◆ **TASK ITEM**
Word for word, repeat each record that follows.
################
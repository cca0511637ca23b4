//! Normative heart-rate-variability reference data.
//!
//! This crate holds the population table that the estimator crates rank
//! measurements against, plus the key-normalization helpers that turn
//! raw caller input (an age in years, a gender name, a metric name)
//! into table coordinates:
//!
//! - [`cohort`]: [`Gender`] and [`AgeBand`] — who the reference cohorts are
//! - [`metric`]: [`Metric`] — which HRV measures are tabulated
//! - [`table`]: [`ReferenceTable`] and the [`VOSS_2015`] norms
//!
//! # Examples
//!
//! ## Resolving raw input into a lookup key
//!
//! ```
//! use hrvnorm_reference::{AgeBand, Gender, LookupKey, Metric};
//!
//! let key = LookupKey::resolve(30, "Male", "sdnn").unwrap();
//! assert_eq!(key.gender, Gender::Male);
//! assert_eq!(key.band, AgeBand::Age25To34);
//! assert_eq!(key.metric, Metric::SdNn);
//! ```
//!
//! ## Reading the reference table
//!
//! ```
//! use hrvnorm_reference::{LookupKey, VOSS_2015};
//!
//! let key = LookupKey::resolve(40, "female", "RMSSD").unwrap();
//! let entry = VOSS_2015.lookup(key.gender, key.band, key.metric);
//! assert_eq!(entry.mean, 30.7);
//! ```

pub use self::{
    cohort::{AgeBand, Gender},
    metric::Metric,
    table::{CohortStats, NormEntry, ReferenceTable, VOSS_2015},
};

pub mod cohort;
pub mod metric;
pub mod table;

/// Why a request could not be resolved against the reference data.
///
/// Every failure is caller-recoverable; none of these abort anything
/// beyond the single request that produced them.
#[derive(Debug, Clone, Copy, PartialEq, Eq, derive_more::Display, derive_more::Error)]
pub enum NormsError {
    /// The age falls outside the bands covered by the reference data.
    #[display("age is outside the study's range (25-74 years)")]
    AgeOutOfRange,
    /// The gender is not one of the reference cohort genders.
    #[display("gender must be 'male' or 'female'")]
    InvalidGender,
    /// The metric has no entry in the reference data.
    #[display("the metric is not available in the reference data")]
    MetricUnavailable,
    /// The resolved entry has zero standard deviation, so no z-score
    /// exists for it.
    #[display("standard deviation is zero, cannot compute a percentile")]
    DegenerateVariance,
}

/// Fully resolved request key: cohort coordinates plus metric.
///
/// Constructed per request from raw caller input and consumed
/// immediately; never stored.
#[derive(Debug, Clone, Copy, PartialEq, Eq)]
pub struct LookupKey {
    /// Gender of the cohort.
    pub gender: Gender,
    /// Age band of the cohort.
    pub band: AgeBand,
    /// Metric to read.
    pub metric: Metric,
}

impl LookupKey {
    /// Resolves raw caller input into a key.
    ///
    /// Checks run in order: age first, then gender, then metric, so a
    /// request that is wrong in several ways reports the earliest
    /// failure.
    pub fn resolve(age: i32, gender: &str, metric: &str) -> Result<Self, NormsError> {
        let band = AgeBand::from_age(age).ok_or(NormsError::AgeOutOfRange)?;
        let gender = Gender::parse(gender).ok_or(NormsError::InvalidGender)?;
        let metric = Metric::normalize(metric).ok_or(NormsError::MetricUnavailable)?;
        Ok(Self {
            gender,
            band,
            metric,
        })
    }
}

#[cfg(test)]
mod tests {
    use super::*;

    #[test]
    fn resolve_accepts_mixed_case_input() {
        let key = LookupKey::resolve(55, "FEMALE", "Hf").unwrap();
        assert_eq!(key.gender, Gender::Female);
        assert_eq!(key.band, AgeBand::Age55To64);
        assert_eq!(key.metric, Metric::Hf);
    }

    #[test]
    fn resolve_reports_the_earliest_failure() {
        // All three inputs are bad; the age check wins.
        assert_eq!(
            LookupKey::resolve(80, "martian", "LF"),
            Err(NormsError::AgeOutOfRange)
        );
        // Valid age, bad gender and metric; the gender check wins.
        assert_eq!(
            LookupKey::resolve(30, "martian", "LF"),
            Err(NormsError::InvalidGender)
        );
        assert_eq!(
            LookupKey::resolve(30, "male", "LF"),
            Err(NormsError::MetricUnavailable)
        );
    }

    #[test]
    fn resolve_rejects_ages_just_outside_the_bands() {
        assert_eq!(
            LookupKey::resolve(24, "male", "sdNN"),
            Err(NormsError::AgeOutOfRange)
        );
        assert_eq!(
            LookupKey::resolve(75, "male", "sdNN"),
            Err(NormsError::AgeOutOfRange)
        );
    }
}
################
◆ **RESULT FOR THIS EXERCISE**
repository cca0511637ca23b4
//! Normative heart-rate-variability reference data.
//!
//! This crate holds the population table that the estimator crates rank
//! measurements against, plus the key-normalization helpers that turn
//! raw caller input (an age in years, a gender name, a metric name)
//! into table coordinates:
//!
//! - [`cohort`]: [`Gender`] and [`AgeBand`] — who the reference cohorts are
//! - [`metric`]: [`Metric`] — which HRV measures are tabulated
//! - [`table`]: [`ReferenceTable`] and the [`VOSS_2015`] norms
//!
//! # Examples
//!
//! ## Resolving raw input into a lookup key
//!
//! ```
//! use hrvnorm_reference::{AgeBand, Gender, LookupKey, Metric};
//!
//! let key = LookupKey::resolve(30, "Male", "sdnn").unwrap();
//! assert_eq!(key.gender, Gender::Male);
//! assert_eq!(key.band, AgeBand::Age25To34);
//! assert_eq!(key.metric, Metric::SdNn);
//! ```
//!
//! ## Reading the reference table
//!
//! ```
//! use hrvnorm_reference::{LookupKey, VOSS_2015};
//!
//! let key = LookupKey::resolve(40, "female", "RMSSD").unwrap();
//! let entry = VOSS_2015.lookup(key.gender, key.band, key.metric);
//! assert_eq!(entry.mean, 30.7);
//! ```

pub use self::{
    cohort::{AgeBand, Gender},
    metric::Metric,
    table::{CohortStats, NormEntry, ReferenceTable, VOSS_2015},
};

pub mod cohort;
pub mod metric;
pub mod table;

/// Why a request could not be resolved against the reference data.
///
/// Every failure is caller-recoverable; none of these abort anything
/// beyond the single request that produced them.
#[derive(Debug, Clone, Copy, PartialEq, Eq, derive_more::Display, derive_more::Error)]
pub enum NormsError {
    /// The age falls outside the bands covered by the reference data.
    #[display("age is outside the study's range (25-74 years)")]
    AgeOutOfRange,
    /// The gender is not one of the reference cohort genders.
    #[display("gender must be 'male' or 'female'")]
    InvalidGender,
    /// The metric has no entry in the reference data.
    #[display("the metric is not available in the reference data")]
    MetricUnavailable,
    /// The resolved entry has zero standard deviation, so no z-score
    /// exists for it.
    #[display("standard deviation is zero, cannot compute a percentile")]
    DegenerateVariance,
}

/// Fully resolved request key: cohort coordinates plus metric.
///
/// Constructed per request from raw caller input and consumed
/// immediately; never stored.
#[derive(Debug, Clone, Copy, PartialEq, Eq)]
pub struct LookupKey {
    /// Gender of the cohort.
    pub gender: Gender,
    /// Age band of the cohort.
    pub band: AgeBand,
    /// Metric to read.
    pub metric: Metric,
}

impl LookupKey {
    /// Resolves raw caller input into a key.
    ///
    /// Checks run in order: age first, then gender, then metric, so a
    /// request that is wrong in several ways reports the earliest
    /// failure.
    pub fn resolve(age: i32, gender: &str, metric: &str) -> Result<Self, NormsError> {
        let band = AgeBand::from_age(age).ok_or(NormsError::AgeOutOfRange)?;
        let gender = Gender::parse(gender).ok_or(NormsError::InvalidGender)?;
        let metric = Metric::normalize(metric).ok_or(NormsError::MetricUnavailable)?;
        Ok(Self {
            gender,
            band,
            metric,
        })
    }
}

#[cfg(test)]
mod tests {
    use super::*;

    #[test]
    fn resolve_accepts_mixed_case_input() {
        let key = LookupKey::resolve(55, "FEMALE", "Hf").unwrap();
        assert_eq!(key.gender, Gender::Female);
        assert_eq!(key.band, AgeBand::Age55To64);
        assert_eq!(key.metric, Metric::Hf);
    }

    #[test]
    fn resolve_reports_the_earliest_failure() {
        // All three inputs are bad; the age check wins.
        assert_eq!(
            LookupKey::resolve(80, "martian", "LF"),
            Err(NormsError::AgeOutOfRange)
        );
        // Valid age, bad gender and metric; the gender check wins.
        assert_eq!(
            LookupKey::resolve(30, "martian", "LF"),
            Err(NormsError::InvalidGender)
        );
        assert_eq!(
            LookupKey::resolve(30, "male", "LF"),
            Err(NormsError::MetricUnavailable)
        );
    }

    #[test]
    fn resolve_rejects_ages_just_outside_the_bands() {
        assert_eq!(
            LookupKey::resolve(24, "male", "sdNN"),
            Err(NormsError::AgeOutOfRange)
        );
        assert_eq!(
            LookupKey::resolve(75, "male", "sdNN"),
            Err(NormsError::AgeOutOfRange)
        );
    }
}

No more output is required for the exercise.